Mendengar istilah “cinta” mungkin kita akan segera membayangkan suatu bentuk (form) yang kita “anggap” sebagai hati yang memiliki kualitas warna pink. Setidaknya itulah konsepsi umum yang kita terima sebagai sebuah representasi dan “kebenaran” tentang cinta. Membicarakan cinta-pun tak semudah seperti membicarakan pertandingan final liga champions atau mode dan tren terbaru fashion. Yang jelas banyak interpretasi terhadapnya. Mungkin cinta itu kita persepsi melalui pengalaman empirik yang menyertai langkah gerak kehidupan kita; ada yang bilang menyakitkan, menyenangkan, mencerahkan, dan mungkin membuat galau.
Cinta memang menjadi misteri sejak manusia menjejakkan kakinya dimuka bumi ini. Ia tak dapat kita “tangkap” dengan logika dan impresi inderawi kita. Kadang-kadang sangat absurd, tak bisa terjamah secara material. Ia hanya bisa kita rasakan, persepsikan, dan intensikan; seperti angin yang berhembus hanya bisa kita rasakan tapi tak dapat kita lihat dan sentuh. Cinta adalah pengalaman eksistensial yang esoteris, ia terjadi secara alamiah melalui relung bawah sadar yang terkadang “hadir” dan “hilang” begitu saja. Bahkan apa yang kita rasa sebagai “cinta” bisa saja sekedar hasrat yang sebenarnya menipu dan sifatnya temporal.
Satu yang pasti, sebuah cinta adalah sebuah hubungan primordial yang sangat eksklusif. Ini terjadi dalam hubungan dua anak manusia yang berbeda jenis (sesame jenis pun bisa,hehe) dan menghasilkan sebuah alur estetik yang begitu indah. Hubungan yang sublim dan membikin hati serasa dimabuk kepayang. Sebuah ekstasi atas kerinduan yang membekas dalam jejak (trace) ruang mediasi antara transendensi dan imanensi (wuih opo kui?). namun tak hanya hubungan primordial-eksklusif bagai sepasang merpati yang saling setia terhadap pasangannya, lebih dari itu adalah hubungan sesama kita; manusia! Karena tak jarang kita sesama makhluk ciptaan Tuhan yang berlumur dengan kekurangan justru saling mencibir, merepresi, mengeksploitasi, dan menjajah; hanya demi bayang semu tentang ilusi kekuasaan. Sejatinya sesama kita adalah menanamkan benih cinta-kasih demi kedamaian. Bahkan dengan alam semesta yang seringkali kita anggap sebagai objek eksploitasi pun haruslah diharmonisasikan dengan balutan tirai cinta.

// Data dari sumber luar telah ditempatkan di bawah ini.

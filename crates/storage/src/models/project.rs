use chrono::{DateTime, NaiveDate, Utc};
use serde::{Deserialize, Serialize};
use sqlx::FromRow;
use utoipa::ToSchema;
use uuid::Uuid;

/// Fallback cycle length when a project row is missing or misconfigured.
pub const DEFAULT_TOTAL_DAYS: i32 = 21;

#[derive(Debug, Clone, Serialize, Deserialize, FromRow, ToSchema)]
pub struct Project {
    pub project_id: Uuid,
    pub organization_id: Uuid,
    pub name: String,
    pub total_days: i32,
    pub start_date: NaiveDate,
    pub created_at: DateTime<Utc>,
}
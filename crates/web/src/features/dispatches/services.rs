use sqlx::PgPool;
use storage::{
    dto::dispatch::CreateDispatchTaskRequest,
    error::Result,
    models::{DispatchLog, DispatchTask},
    repository::dispatch::DispatchRepository,
};
use uuid::Uuid;

pub async fn create_task(pool: &PgPool, req: &CreateDispatchTaskRequest) -> Result<DispatchTask> {
    let repo = DispatchRepository::new(pool);
    repo.create_task(req).await
}

pub async fn list_tasks(pool: &PgPool, project_id: Option<Uuid>) -> Result<Vec<DispatchTask>> {
    let repo = DispatchRepository::new(pool);
    repo.list_tasks(project_id).await
}

pub async fn list_logs(pool: &PgPool, task_id: Uuid) -> Result<Vec<DispatchLog>> {
    let repo = DispatchRepository::new(pool);
    repo.logs_for_task(task_id).await
}
use chrono::{DateTime, Utc};
use serde::{Deserialize, Serialize};
use sqlx::FromRow;
use utoipa::ToSchema;
use uuid::Uuid;

#[derive(Debug, Clone, Serialize, Deserialize, FromRow, ToSchema)]
pub struct User {
    pub user_id: Uuid,
    pub organization_id: Uuid,
    pub display_name: String,
    pub email: Option<String>,
    pub created_at: DateTime<Utc>,
}
pub mod ledger;
pub mod media;
pub mod points;
pub mod reconcile;
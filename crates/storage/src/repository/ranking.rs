use sqlx::{PgConnection, PgPool, QueryBuilder};
use uuid::Uuid;

use crate::dto::ranking::{OrganizationRankingEntry, UserRankingEntry};
use crate::error::Result;
use crate::models::RankingAggregate;

/// Atomically fold a ledger change into the (user, project) aggregate.
///
/// Runs as a single upsert so concurrent writers cannot observe or produce a
/// torn total/rate pair. Increments are clamped at zero and the completion
/// rate is recomputed from the post-increment day count in the same
/// statement. `total_days` must already be sanitized to >= 1 by the caller.
pub async fn apply_delta(
    conn: &mut PgConnection,
    user_id: Uuid,
    project_id: Uuid,
    points_delta: i32,
    completed_delta: i32,
    total_days: i32,
) -> Result<()> {
    sqlx::query(
        r#"
        INSERT INTO ranking_aggregates (user_id, project_id, total_points, completed_days, completion_rate, updated_at)
        VALUES ($1, $2, GREATEST($3, 0), GREATEST($4, 0),
                LEAST(100, ROUND(GREATEST($4, 0)::numeric * 100 / $5, 2)), now())
        ON CONFLICT (user_id, project_id) DO UPDATE SET
            total_points = GREATEST(ranking_aggregates.total_points + $3, 0),
            completed_days = GREATEST(ranking_aggregates.completed_days + $4, 0),
            completion_rate = LEAST(100, ROUND(GREATEST(ranking_aggregates.completed_days + $4, 0)::numeric * 100 / $5, 2)),
            updated_at = now()
        "#,
    )
    .bind(user_id)
    .bind(project_id)
    .bind(points_delta)
    .bind(completed_delta)
    .bind(total_days)
    .execute(conn)
    .await?;

    Ok(())
}

pub struct RankingRepository<'a> {
    pool: &'a PgPool,
}

impl<'a> RankingRepository<'a> {
    pub fn new(pool: &'a PgPool) -> Self {
        Self { pool }
    }

    /// Running totals for one (user, project) pair.
    pub async fn get(&self, user_id: Uuid, project_id: Uuid) -> Result<Option<RankingAggregate>> {
        let aggregate = sqlx::query_as::<_, RankingAggregate>(
            r#"
            SELECT user_id, project_id, total_points, completed_days, completion_rate, updated_at
            FROM ranking_aggregates
            WHERE user_id = $1 AND project_id = $2
            "#,
        )
        .bind(user_id)
        .bind(project_id)
        .fetch_optional(self.pool)
        .await?;

        Ok(aggregate)
    }

    /// Top users by total points, optionally restricted to one project.
    /// Ties are left in whatever order the sort returns.
    pub async fn top_users(
        &self,
        limit: i64,
        project_id: Option<Uuid>,
    ) -> Result<Vec<UserRankingEntry>> {
        let mut query = QueryBuilder::new(
            r#"
            SELECT
                ROW_NUMBER() OVER (ORDER BY SUM(ra.total_points) DESC) as rank,
                u.user_id,
                u.display_name,
                COALESCE(SUM(ra.total_points), 0)::bigint as total_points,
                COALESCE(SUM(ra.completed_days), 0)::bigint as completed_days
            FROM ranking_aggregates ra
            INNER JOIN users u ON ra.user_id = u.user_id
            WHERE 1=1
            "#,
        );

        if let Some(project_id) = project_id {
            query.push(" AND ra.project_id = ");
            query.push_bind(project_id);
        }

        query.push(
            r#"
            GROUP BY u.user_id, u.display_name
            ORDER BY total_points DESC
            LIMIT
            "#,
        );
        query.push_bind(limit);

        let entries = query.build_query_as().fetch_all(self.pool).await?;

        Ok(entries)
    }

    pub async fn organization_ranking(&self) -> Result<Vec<OrganizationRankingEntry>> {
        let entries = sqlx::query_as::<_, OrganizationRankingEntry>(
            r#"
            SELECT
                o.organization_id,
                o.name,
                COALESCE(SUM(ra.total_points), 0)::bigint as total_points,
                COALESCE(ROUND(SUM(ra.total_points)::numeric / NULLIF(COUNT(DISTINCT u.user_id), 0), 2), 0) as average_points,
                COUNT(DISTINCT u.user_id)::bigint as member_count
            FROM organizations o
            LEFT JOIN users u ON u.organization_id = o.organization_id
            LEFT JOIN ranking_aggregates ra ON ra.user_id = u.user_id
            GROUP BY o.organization_id, o.name
            ORDER BY total_points DESC
            "#,
        )
        .fetch_all(self.pool)
        .await?;

        Ok(entries)
    }
}
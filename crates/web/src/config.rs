use anyhow::{Context, Result};
use storage::services::points::DEFAULT_MEDIA_BONUS;

#[derive(Debug, Clone)]
pub struct Config {
    pub host: String,
    pub port: u16,
    pub database_url: String,
    pub api_keys: String,
    pub channel_api_url: String,
    pub channel_provider: String,
    pub dispatch_interval_secs: u64,
    pub dispatch_max_attempts: u32,
    pub points_media_bonus: i32,
    pub legacy_template_fallback: bool,
}

impl Config {
    pub fn from_env() -> Result<Self> {
        Ok(Self {
            host: std::env::var("HOST").context("Cannot load HOST env variable")?,
            port: std::env::var("PORT")
                .context("Cannot load PORT env variable")?
                .parse()
                .context("PORT must be a number")?,
            database_url: std::env::var("DATABASE_URL")
                .context("Cannot load DATABASE_URL env variable")?,
            api_keys: std::env::var("API_KEYS").unwrap_or_default(),
            channel_api_url: std::env::var("CHANNEL_API_URL")
                .context("Cannot load CHANNEL_API_URL env variable")?,
            channel_provider: std::env::var("CHANNEL_PROVIDER")
                .unwrap_or_else(|_| dispatcher::channel::DEFAULT_PROVIDER.to_string()),
            dispatch_interval_secs: env_or("DISPATCH_INTERVAL_SECS", 60)?,
            dispatch_max_attempts: env_or("DISPATCH_MAX_ATTEMPTS", 3)?,
            points_media_bonus: env_or("POINTS_MEDIA_BONUS", DEFAULT_MEDIA_BONUS)?,
            legacy_template_fallback: std::env::var("LEGACY_TEMPLATE_FALLBACK")
                .map(|v| v == "1" || v.eq_ignore_ascii_case("true"))
                .unwrap_or(false),
        })
    }
}

fn env_or<T>(name: &str, default: T) -> Result<T>
where
    T: std::str::FromStr,
    T::Err: std::error::Error + Send + Sync + 'static,
{
    match std::env::var(name) {
        Ok(value) => value
            .parse()
            .with_context(|| format!("{name} must be a number")),
        Err(_) => Ok(default),
    }
}
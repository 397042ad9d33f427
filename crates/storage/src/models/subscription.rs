use chrono::{DateTime, NaiveDate, Utc};
use serde::{Deserialize, Serialize};
use sqlx::FromRow;
use utoipa::ToSchema;
use uuid::Uuid;

#[derive(Debug, Clone, Serialize, Deserialize, FromRow, ToSchema)]
pub struct ProjectSubscription {
    pub subscription_id: Uuid,
    pub project_id: Uuid,
    pub user_id: Uuid,
    pub is_active: bool,
    pub channel_user_id: Option<String>,
    pub created_at: DateTime<Utc>,
}

/// Recipient row for a dispatch fan-out. `channel_user_id` is `None` when
/// the user never connected the external chat identity.
#[derive(Debug, Clone, FromRow)]
pub struct ActiveSubscriber {
    pub user_id: Uuid,
    pub display_name: String,
    pub channel_user_id: Option<String>,
}

/// Resolution of an inbound channel identity to the subscription the
/// submission should land on.
#[derive(Debug, Clone, FromRow)]
pub struct SubscriberContext {
    pub user_id: Uuid,
    pub project_id: Uuid,
    pub start_date: NaiveDate,
    pub total_days: i32,
}

impl SubscriberContext {
    /// One-based challenge day for a calendar date, counted from the
    /// project's start. `None` for dates outside the project's run.
    pub fn day_number_for(&self, date: NaiveDate) -> Option<i32> {
        let offset = (date - self.start_date).num_days();
        if offset < 0 || offset >= i64::from(self.total_days.max(0)) {
            return None;
        }
        Some(offset as i32 + 1)
    }
}

#[cfg(test)]
mod tests {
    use super::*;
    use chrono::Days;

    fn context(total_days: i32, start: NaiveDate) -> SubscriberContext {
        SubscriberContext {
            user_id: Uuid::new_v4(),
            project_id: Uuid::new_v4(),
            start_date: start,
            total_days,
        }
    }

    #[test]
    fn first_day_is_one() {
        let start = NaiveDate::from_ymd_opt(2026, 3, 2).unwrap();
        assert_eq!(context(21, start).day_number_for(start), Some(1));
    }

    #[test]
    fn last_day_matches_total_days() {
        let start = NaiveDate::from_ymd_opt(2026, 3, 2).unwrap();
        let ctx = context(21, start);
        assert_eq!(ctx.day_number_for(start + Days::new(20)), Some(21));
        assert_eq!(ctx.day_number_for(start + Days::new(21)), None);
    }

    #[test]
    fn dates_before_start_have_no_day() {
        let start = NaiveDate::from_ymd_opt(2026, 3, 2).unwrap();
        assert_eq!(context(21, start).day_number_for(start - Days::new(1)), None);
    }
}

Dalam kacamata Ibn Arabi, Cinta adalah tajjali atau wujud “kehadiran” Tuhan dalam ruang imanensi. Ia bisa terefleksi kedalam wajah seorang yang kita cintai. Mencintai pasangan kita dengan kerendahan hati dan kebersihan nurani untuk berbagi kasih adalah wujud kepatuhan dan ketakwaan kita kepada Tuhan. Mungkin terdengar logosentris tapi toh itulah keindahan yang sejati dimana kita bisa terdiam sejenak dalam alusi dan hamparan “metafisika kehadiran” itu. Sebuah pengalaman estetik yang “berwajah” lain dimana cinta memediasi diri kita dihadapan Sang causa prima.
Cinta adalah representasi estetik dari sublimnya kedalaman jiwa dan kesucian nurani. Emmanuel Kant telah memberikan clue kepada kita tentang putusan estetik, yang didalamnya cinta bisa kita andaikan sebagai salah satu hasil putusan itu. Putusan estetik “murni” Kantian itu merupakan hasil konstruksi akal-budi secara apriori. Sederhananya ia adalah hasil refleksi yang hadir “diluar” pengalaman. Cinta akhirnya dimaknai secara bebas-nilai dari dimensi kepentingan dan kekuasaan yang didalamnya mengandaikan adanya konsepsi universal. Namun, apakah putusan estetik yang mengandaikan suatu konsep keindahan secara universal itu benar-benar nyata? Atau putusan itu hanya sekedar delusi yang justru mengawetkan status-quo kaum berkelas (baca:borjuis)?
Bagi saya cinta bagaikan sebuah teks. Cinta selalu dalam tarikan dan tegangan yang selalu dimaknai dan diresapi dalam ruang multiplisitas interpretasi. Walau tak terlihat secara kasat mata, tapi ia bukan sebuah entitas yang bebas dari jeratan kepentingan. Misalnya saja ketika kita jumpa dengan sesosok wajah yang dalam kategori kita cantik/ganteng, bukankah konsep ganteng/cantik itu sendiri tergantung dari sisi apa kita memandang? Memang cantik/ganteng itu hanya sekedar representasi atau citra semata yang sifatnya material, sementara cinta lebih sublime dari itu. Cinta adalah imajinasi tentang estetika yang sangat mendalam dan terkadang tak dapat direpresentasikan dengan bahasa verbal biasa. Namun, tak dapat dipungkiri cinta terkadang “hadir” dalam buaian citra material itu.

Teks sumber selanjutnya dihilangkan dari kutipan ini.